Documentarian and occasional right-wing rabble rouser John Ziegler has been at the center of the movement to defend Joe Paterno for more than a year now. Today, in a free ten-part “book” he’s published on his website FramingPaterno.com, Ziegler unearths an interview an investigator conducted with the ex-Penn State coach on October 24th, 2011, several weeks before he was fired. Ziegler did not indicate how he obtained the transcript. It appears Paterno is being questioned by Anthony Sassano, an investigator with the state Attorney General’s office who’d been working on the Sandusky case for several years. Here is one substantial excerpt from the interview.

INTERVIEW: JOSEPH V. PATERNO

The date is 10/24/11; time 12:17 p.m., interview of coach Joseph Vincent Paterno, 830 North McKee Street, State College, PA. Scott Paterno is here representing his father. Randy Feathers is also present.

SASSANO: Coach are you aware that this statement is being taped and do you give me permission to tape this statement?

J. PATERNO: Yes.

SASSANO: Did Mike McQueary, some years ago, come to you, report to you an incident that he observed in the shower between Jerry Sandusky and another individual most likely a young boy.

J. PATERNO: Yes he did.

SASSANO: Okay, and can you tell me what Mike McQueary told you please.

J. PATERNO: Mike McQueary came and said he was in the shower and that Jerry Sandusky was in the shower with another person, a younger, how young I don’t know and Mike never mentioned it, that there was some inappropriate sexual activity going on. We didn’t get in to what the inappropriate action was, but it was inappropriate. And that’s how I knew about it.

SASSANO: So he did not elaborate to you what this sexual activity was, only that he witnessed some sexual activity between Sandusky and a young boy?

J. PATERNO: Well he, well he, to be frank with you it was a long time ago, but I think as I recall he said something about touching.

SASSANO: Touching?

J. PATERNO: Touching.. whatever you want to call them, privates, whatever it is.

SASSANO: Okay, could he have said there was something more? An actual sex act?

J. PATERNO: He never said that.

SASSANO: Okay. Subsequent to that conversation with Mike, you took some appropriate action, correct?

J. PATERNO: Yea, I did because I felt, again, at that time Jerry Sandusky was not working for me.

SASSANO: Correct.

J. PATERNO: Jerry had retired from the coaching staff two or three years earlier. So I didn’t feel it was my responsibility to make any kind of a decision as to what to do with him, so I called our athletic director, I told him that Mike McQueary had something that he probably ought to share with him.

Much of this, along with the rest of the interview, sounds similar to the testimony Paterno gave during the January, 2011 grand jury investigation that led to Jerry Sandusky’s eventual conviction. But it also undercuts a point Ziegler and other defenders have made before, which is that Paterno didn’t recollect the McQueary episode, and that his grand jury testimony was just “words which McQueary fed to him just prior to his testimony.”

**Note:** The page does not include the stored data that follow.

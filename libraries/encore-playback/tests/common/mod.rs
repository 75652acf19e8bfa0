//! Shared test helpers: an in-memory session backend
//!
//! Each session's state lives in a shared vector so tests can inspect it
//! after the engine has taken ownership of the session.

#![allow(dead_code)]

use encore_playback::{
    AudioSession, PlaybackConfig, PlaybackError, PlaybackManager, Result, SessionBackend,
    SessionNotifier, SessionRequest, Track,
};
use std::collections::HashSet;
use std::sync::{Arc, Mutex};

#[derive(Debug, Clone)]
pub struct MockSessionState {
    pub url: String,
    pub alive: bool,
    pub playing: bool,
    pub position: f64,
    pub volume: f32,
    pub notifier: SessionNotifier,
}

/// Backend that records every session it opens
#[derive(Debug, Clone, Default)]
pub struct MockBackend {
    sessions: Arc<Mutex<Vec<MockSessionState>>>,
    failing_urls: Arc<Mutex<HashSet<String>>>,
}

impl MockBackend {
    pub fn new() -> Self {
        Self::default()
    }

    /// Refuse to load `url` from now on
    pub fn fail_url(&self, url: &str) {
        self.failing_urls.lock().unwrap().insert(url.to_string());
    }

    pub fn opened(&self) -> usize {
        self.sessions.lock().unwrap().len()
    }

    pub fn live_count(&self) -> usize {
        self.sessions.lock().unwrap().iter().filter(|s| s.alive).count()
    }

    pub fn last(&self) -> MockSessionState {
        self.sessions.lock().unwrap().last().cloned().unwrap()
    }

    pub fn session(&self, index: usize) -> MockSessionState {
        self.sessions.lock().unwrap()[index].clone()
    }

    /// Move the clock of the most recent session
    pub fn set_position(&self, position: f64) {
        if let Some(s) = self.sessions.lock().unwrap().last_mut() {
            s.position = position;
        }
    }
}

struct MockSession {
    index: usize,
    sessions: Arc<Mutex<Vec<MockSessionState>>>,
}

impl MockSession {
    fn with<R>(&self, f: impl FnOnce(&mut MockSessionState) -> R) -> R {
        let mut sessions = self.sessions.lock().unwrap();
        f(&mut sessions[self.index])
    }
}

impl AudioSession for MockSession {
    fn play(&mut self) -> Result<()> {
        self.with(|s| s.playing = true);
        Ok(())
    }

    fn pause(&mut self) -> Result<()> {
        self.with(|s| s.playing = false);
        Ok(())
    }

    fn seek(&mut self, position: f64) -> Result<()> {
        self.with(|s| s.position = position);
        Ok(())
    }

    fn set_volume(&mut self, volume: f32) -> Result<()> {
        self.with(|s| s.volume = volume);
        Ok(())
    }

    fn position(&self) -> f64 {
        self.with(|s| s.position)
    }

    fn is_playing(&self) -> bool {
        self.with(|s| s.playing)
    }

    fn unload(&mut self) {
        self.with(|s| {
            s.alive = false;
            s.playing = false;
        });
    }
}

impl SessionBackend for MockBackend {
    fn load(&mut self, request: SessionRequest) -> Result<Box<dyn AudioSession>> {
        if self.failing_urls.lock().unwrap().contains(&request.url) {
            return Err(PlaybackError::Session(format!(
                "cannot decode {}",
                request.url
            )));
        }

        let mut sessions = self.sessions.lock().unwrap();
        sessions.push(MockSessionState {
            url: request.url,
            alive: true,
            playing: false,
            position: 0.0,
            volume: request.volume,
            notifier: request.notifier,
        });

        Ok(Box::new(MockSession {
            index: sessions.len() - 1,
            sessions: self.sessions.clone(),
        }))
    }
}

pub fn create_test_track(id: &str) -> Track {
    Track {
        id: id.to_string(),
        title: format!("Track {}", id.to_uppercase()),
        artist_name: "Test Artist".to_string(),
        audio_url: format!("https://cdn.example.com/{}.mp3", id),
        cover_image_url: Some(format!("https://cdn.example.com/{}.jpg", id)),
        duration: 180.0,
    }
}

/// Route engine logs to the test harness (`RUST_LOG=encore_playback=debug`)
pub fn init_tracing() {
    let _ = tracing_subscriber::fmt()
        .with_env_filter(tracing_subscriber::EnvFilter::from_default_env())
        .with_test_writer()
        .try_init();
}

/// Manager with a deterministic shuffle seed
pub fn create_manager() -> (PlaybackManager, MockBackend) {
    init_tracing();
    let backend = MockBackend::new();
    let config = PlaybackConfig {
        shuffle_seed: Some(42),
        ..Default::default()
    };
    (PlaybackManager::new(backend.clone(), config), backend)
}

/// Report the latest session ready with `duration` and apply it
pub fn make_ready(manager: &mut PlaybackManager, backend: &MockBackend, duration: f64) {
    backend.last().notifier.ready(duration);
    manager.poll_events();
}

/// Report natural end of the latest session and apply it
pub fn finish_track(manager: &mut PlaybackManager, backend: &MockBackend) {
    backend.last().notifier.ended();
    manager.poll_events();
}

pub fn ids(tracks: &[Track]) -> Vec<&str> {
    tracks.iter().map(|t| t.id.as_str()).collect()
}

In an email, Ziegler responds to this point: “I have not “maintained” that he was not told it was “sexual,” I have suggested it was very possible he had his reccollection misrefreshed by McQueary. Nothing here changes that.”

Update [2:40 p.m.]

The Patriot-News adds a little context to the story, reporting that the interview in question was a “careful, going-over of facts that the coach had already shared with grand jurors nine months earlier, possibly to make sure there weren’t going to be any surprises when the explosive charges against Sandusky, [Tim] Curley and former Penn State vice president Gary Schultz were announced less than two weeks later.”

The same piece also helps address a critique some of the commenters below have issued. Like Ziegler, several Paterno defenders have posited that the most important aspect of the interview centers around what the former Penn State coach said he told school Athletic Director Tim Curley, following his fateful conversation with McQueary. One of the Freeh Report’s central points was that after “talking over” the McQueary incident “with Joe,” Curley decided not to report Sandusky to state welfare officials. Ziegler and others are arguing that because Paterno never brought up this conversation, which Curley mentioned in an email a couple weeks after the initial revelation, it undercuts claims of his culpability.

But as the Patriot-News notes, the investigators interviewing Paterno in October, 2011 had no knowledge of this subsequent conversation that Curley mentioned, so never pressed him on it. And

Without that, it’s impossible to know:

* If Paterno forgot about the conversation that Curley claims occurred on Feb. 26, 2001.

* If Paterno was simply carefully responding to Sassano’s question, which was whether Curley reported back to him on the outcome of McQueary’s report.

* Or, if Paterno was in fact continuing a cover-up.

Any of those options is more likely than what Ziegler and co. are suggesting: That Curley somehow invented a conversation he had with Paterno in order to “name-drop” him, and potentially shift responsibility to the coach.